Translating is a hard task that implies to use a large network. Using a large network forces to use a small vocab, to avoid GRAM and training time explosions.
But, post-editing is certainly a softer task that can be done with a smaller network. A smaller network can use a large vocab, without trouble.
Process example with a 4 factor:
train a first network to translate lang1 to lang2 with 1000 cells per layer and a 50k vocab
with this model, translate all the training set (possibly, needs beam_size=1 to be done in a reasonable time on large sets), with unk replacement
train a second network to post-edit the translated training set lang2 to lang2 with 250 cells per layer and a 200k vocab
It’s possible that the second network would learn to put the right words in the right positions depending on the first network errors and its unk replacements. The translation quality could be better, solving a large part of the small-vocab problem.
Ok, but, here, my purpose isn’t to train a real post-edit model, in a common sens.

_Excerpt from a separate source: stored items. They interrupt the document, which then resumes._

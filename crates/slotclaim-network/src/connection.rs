//! One protocol client per identity.
//!
//! Lifecycle:
//! 1. `connect()` - resolve credential, open transport, start inbound pump
//! 2. `send_command()` - numbered request, suspended until reply or timeout
//! 3. `keep_alive()` - fire-and-forget liveness probe
//! 4. `disconnect()` / `reconnect()` - always caller-initiated
//!
//! The sequence counter belongs to the connection epoch: `reconnect()`
//! resets it to 1, mints a new epoch id and discards every pending entry
//! from the previous epoch.

use std::sync::atomic::{AtomicBool, Ordering};
use std::sync::Arc;
use std::time::Duration;

use serde_json::Value;
use tokio::sync::{mpsc, Mutex};
use tokio::task::JoinHandle;
use uuid::Uuid;

use slotclaim_protocol::{
    Command, InboundFrame, OutboundFrame, DEFAULT_HEARTBEAT_INTERVAL_MS,
    DEFAULT_RECONNECT_SETTLE_MS,
};

use crate::correlator::{Correlator, Resolution};
use crate::credentials::CredentialCache;
use crate::transport::{Transport, TransportChannel, TransportEvent};
use crate::{BoxFuture, NetworkError};

/// Whether the connection probes and sweeps on its own.
#[derive(Debug, Clone, Copy, PartialEq, Eq)]
pub enum HeartbeatPolicy {
    /// Send `keep_alive` and expire overdue requests on an interval.
    Automatic { interval: Duration },
    /// Only explicit probes. Used once an outer loop owns the lifetime.
    Disabled,
}

impl Default for HeartbeatPolicy {
    fn default() -> Self {
        Self::Automatic {
            interval: Duration::from_millis(DEFAULT_HEARTBEAT_INTERVAL_MS),
        }
    }
}

#[derive(Debug, Clone)]
pub struct ConnectionConfig {
    /// Pause between disconnect and connect in `reconnect()`.
    pub reconnect_settle: Duration,
    pub heartbeat: HeartbeatPolicy,
}

impl Default for ConnectionConfig {
    fn default() -> Self {
        Self {
            reconnect_settle: Duration::from_millis(DEFAULT_RECONNECT_SETTLE_MS),
            heartbeat: HeartbeatPolicy::default(),
        }
    }
}

/// Request surface used by discovery and the claim executor.
///
/// Implemented by [`Connection`]; tests substitute scripted fakes.
pub trait Requester: Send + Sync {
    fn identity(&self) -> &str;

    fn is_live(&self) -> bool;

    /// Send a request and wait for its reply. `None` means "no data":
    /// timeout, not connected, or discarded by a reconnect.
    fn request<'a>(
        &'a self,
        command: Command,
        body: Value,
        timeout: Duration,
    ) -> BoxFuture<'a, Option<InboundFrame>>;

    /// Fire-and-forget liveness probe. Returns whether it was written.
    fn keep_alive<'a>(&'a self) -> BoxFuture<'a, bool>;
}

struct Session {
    epoch: Uuid,
    /// Bumped on every install/teardown so stale pumps can tell they are stale.
    generation: u64,
    next_seq: u64,
    correlator: Correlator,
    outbound: Option<mpsc::Sender<OutboundFrame>>,
    pump: Option<JoinHandle<()>>,
    heartbeat: HeartbeatPolicy,
    heartbeat_task: Option<JoinHandle<()>>,
}

impl Session {
    fn teardown(&mut self) -> usize {
        self.generation += 1;
        if let Some(pump) = self.pump.take() {
            pump.abort();
        }
        if let Some(task) = self.heartbeat_task.take() {
            task.abort();
        }
        self.outbound = None;
        self.correlator.clear()
    }
}

pub struct Connection {
    identity: String,
    transport: Arc<dyn Transport>,
    credentials: Arc<CredentialCache>,
    config: ConnectionConfig,
    live: Arc<AtomicBool>,
    session: Arc<Mutex<Session>>,
}

impl Connection {
    pub fn new(
        identity: impl Into<String>,
        transport: Arc<dyn Transport>,
        credentials: Arc<CredentialCache>,
        config: ConnectionConfig,
    ) -> Self {
        let session = Session {
            epoch: Uuid::new_v4(),
            generation: 0,
            next_seq: 1,
            correlator: Correlator::new(),
            outbound: None,
            pump: None,
            heartbeat: config.heartbeat,
            heartbeat_task: None,
        };
        Self {
            identity: identity.into(),
            transport,
            credentials,
            config,
            live: Arc::new(AtomicBool::new(false)),
            session: Arc::new(Mutex::new(session)),
        }
    }

    pub fn identity(&self) -> &str {
        &self.identity
    }

    pub fn is_live(&self) -> bool {
        self.live.load(Ordering::SeqCst)
    }

    pub async fn epoch(&self) -> Uuid {
        self.session.lock().await.epoch
    }

    pub async fn pending_count(&self) -> usize {
        self.session.lock().await.correlator.len()
    }

    /// Hand lifetime management to an outer loop: stop automatic
    /// heartbeats and pending-request sweeps.
    pub async fn set_managed(&self) {
        self.set_heartbeat(HeartbeatPolicy::Disabled).await;
    }

    pub async fn set_heartbeat(&self, policy: HeartbeatPolicy) {
        let mut session = self.session.lock().await;
        session.heartbeat = policy;
        if policy == HeartbeatPolicy::Disabled {
            if let Some(task) = session.heartbeat_task.take() {
                task.abort();
            }
        }
    }

    /// Open the channel. Expected connectivity failures are logged and
    /// reported as `false`; already-live connections are reused.
    pub async fn connect(&self) -> bool {
        if self.is_live() {
            return true;
        }

        let credential = match self.credentials.resolve(&self.identity).await {
            Ok(c) => c,
            Err(e) => {
                tracing::warn!(identity = %self.identity, error = %e, "Failed to resolve credential");
                return false;
            }
        };

        match self.transport.open(&self.identity, &credential).await {
            Ok(channel) => {
                self.install(channel).await;
                tracing::info!(identity = %self.identity, "Connected");
                true
            }
            Err(e) => {
                if matches!(e, NetworkError::AuthRejected(_)) {
                    self.credentials.invalidate(&self.identity).await;
                }
                tracing::warn!(identity = %self.identity, error = %e, "Connect failed");
                false
            }
        }
    }

    pub async fn disconnect(&self) {
        let dropped = {
            let mut session = self.session.lock().await;
            let dropped = session.teardown();
            self.live.store(false, Ordering::SeqCst);
            dropped
        };
        tracing::debug!(identity = %self.identity, dropped_pending = dropped, "Disconnected");
    }

    /// Disconnect, start a new epoch, settle, then connect again.
    pub async fn reconnect(&self) -> bool {
        {
            let mut session = self.session.lock().await;
            session.teardown();
            session.next_seq = 1;
            session.epoch = Uuid::new_v4();
            self.live.store(false, Ordering::SeqCst);
            tracing::debug!(identity = %self.identity, epoch = %session.epoch, "Starting new connection epoch");
        }
        tokio::time::sleep(self.config.reconnect_settle).await;
        self.connect().await
    }

    /// Send a numbered request and wait for the correlated reply.
    ///
    /// Never fails: timeouts and closed channels resolve to `None`.
    pub async fn send_command(
        &self,
        command: Command,
        body: Value,
        timeout: Duration,
    ) -> Option<InboundFrame> {
        let (seq, epoch, rx, outbound) = {
            let mut session = self.session.lock().await;
            let Some(outbound) = session.outbound.clone() else {
                tracing::debug!(identity = %self.identity, command = %command, "Not connected, request skipped");
                return None;
            };
            let seq = session.next_seq;
            session.next_seq += 1;
            let rx = session.correlator.register(seq, command, timeout);
            (seq, session.epoch, rx, outbound)
        };

        if outbound
            .send(OutboundFrame::request(command, seq, body))
            .await
            .is_err()
        {
            self.cancel(seq, epoch).await;
            tracing::debug!(identity = %self.identity, command = %command, "Channel closed while sending");
            return None;
        }

        match tokio::time::timeout(timeout, rx).await {
            Ok(Ok(frame)) => Some(frame),
            Ok(Err(_)) => None,
            Err(_) => {
                self.cancel(seq, epoch).await;
                tracing::debug!(
                    identity = %self.identity,
                    command = %command,
                    seq,
                    timeout_ms = timeout.as_millis() as u64,
                    "Request timed out"
                );
                None
            }
        }
    }

    /// Send an explicit keep-alive probe.
    pub async fn send_keep_alive(&self) -> bool {
        let outbound = self.session.lock().await.outbound.clone();
        match outbound {
            Some(tx) => tx
                .send(OutboundFrame::notification(
                    Command::KeepAlive,
                    serde_json::json!({}),
                ))
                .await
                .is_ok(),
            None => false,
        }
    }

    async fn cancel(&self, seq: u64, epoch: Uuid) {
        let mut session = self.session.lock().await;
        // A reconnect restarts numbering; never cancel the new epoch's entry.
        if session.epoch == epoch {
            session.correlator.cancel(seq);
        }
    }

    async fn install(&self, channel: TransportChannel) {
        let TransportChannel { outbound, inbound } = channel;
        let mut session = self.session.lock().await;
        session.teardown();
        let generation = session.generation;
        session.outbound = Some(outbound.clone());
        self.live.store(true, Ordering::SeqCst);

        session.pump = Some(tokio::spawn(pump(
            self.identity.clone(),
            generation,
            Arc::clone(&self.session),
            Arc::clone(&self.live),
            inbound,
        )));

        if let HeartbeatPolicy::Automatic { interval } = session.heartbeat {
            session.heartbeat_task = Some(tokio::spawn(heartbeat(
                self.identity.clone(),
                generation,
                interval,
                Arc::clone(&self.session),
                outbound,
            )));
        }
    }
}

impl Requester for Connection {
    fn identity(&self) -> &str {
        &self.identity
    }

    fn is_live(&self) -> bool {
        Connection::is_live(self)
    }

    fn request<'a>(
        &'a self,
        command: Command,
        body: Value,
        timeout: Duration,
    ) -> BoxFuture<'a, Option<InboundFrame>> {
        Box::pin(self.send_command(command, body, timeout))
    }

    fn keep_alive<'a>(&'a self) -> BoxFuture<'a, bool> {
        Box::pin(self.send_keep_alive())
    }
}

/// Route inbound frames into the correlator until the channel ends, then
/// flip the liveness flag off.
async fn pump(
    identity: String,
    generation: u64,
    session: Arc<Mutex<Session>>,
    live: Arc<AtomicBool>,
    mut inbound: mpsc::Receiver<TransportEvent>,
) {
    let reason = loop {
        match inbound.recv().await {
            Some(TransportEvent::Message(frame)) => {
                let mut session = session.lock().await;
                if session.generation != generation {
                    return;
                }
                match session.correlator.resolve(frame) {
                    Resolution::ById(seq) | Resolution::ByCommand(seq) => {
                        tracing::trace!(identity = %identity, seq, "Reply correlated");
                    }
                    Resolution::Unmatched(frame) => {
                        tracing::debug!(
                            identity = %identity,
                            command = ?frame.command,
                            reply_to = ?frame.reply_to,
                            "Uncorrelated frame dropped"
                        );
                    }
                }
            }
            Some(TransportEvent::Closed { reason }) => break reason,
            None => break "inbound stream ended".to_string(),
        }
    };

    let mut session = session.lock().await;
    if session.generation != generation {
        return;
    }
    session.outbound = None;
    if let Some(task) = session.heartbeat_task.take() {
        task.abort();
    }
    let dropped = session.correlator.clear();
    session.pump = None;
    live.store(false, Ordering::SeqCst);
    tracing::info!(identity = %identity, reason = %reason, dropped_pending = dropped, "Connection closed");
}

async fn heartbeat(
    identity: String,
    generation: u64,
    interval: Duration,
    session: Arc<Mutex<Session>>,
    outbound: mpsc::Sender<OutboundFrame>,
) {
    loop {
        tokio::time::sleep(interval).await;
        {
            let mut session = session.lock().await;
            if session.generation != generation {
                return;
            }
            let expired = session.correlator.expire(tokio::time::Instant::now());
            if !expired.is_empty() {
                tracing::debug!(identity = %identity, count = expired.len(), "Expired overdue requests");
            }
        }
        let probe = OutboundFrame::notification(Command::KeepAlive, serde_json::json!({}));
        if outbound.send(probe).await.is_err() {
            return;
        }
    }
}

It’s a complementary (automatic) training, in 2 stages, using only the training set, and 2 ways of balancing the neural net constraints.
PS : I see that I wasn’t so clear. I changed the title. Hope it would avoid confusion.
My first test is a bit deceiving due to the fact I’m using beam-size=1 to get a fast translation in step 2. The second model is enhancing the translation a bit, but starting from a lower quality, it’s still under the quality obtained with only the first model with default beam-size.
Yes. The main goal was to try balancing the network size vs vocab size: the first model is supposed to learn complex sentences using a large network and a small vocab, while the second one is supposed to fix vocab troubles having very few things to change in the formulation using a small network and a large vocab.
I should perhaps try again such experiments, improving it with one year of know-how added from this date.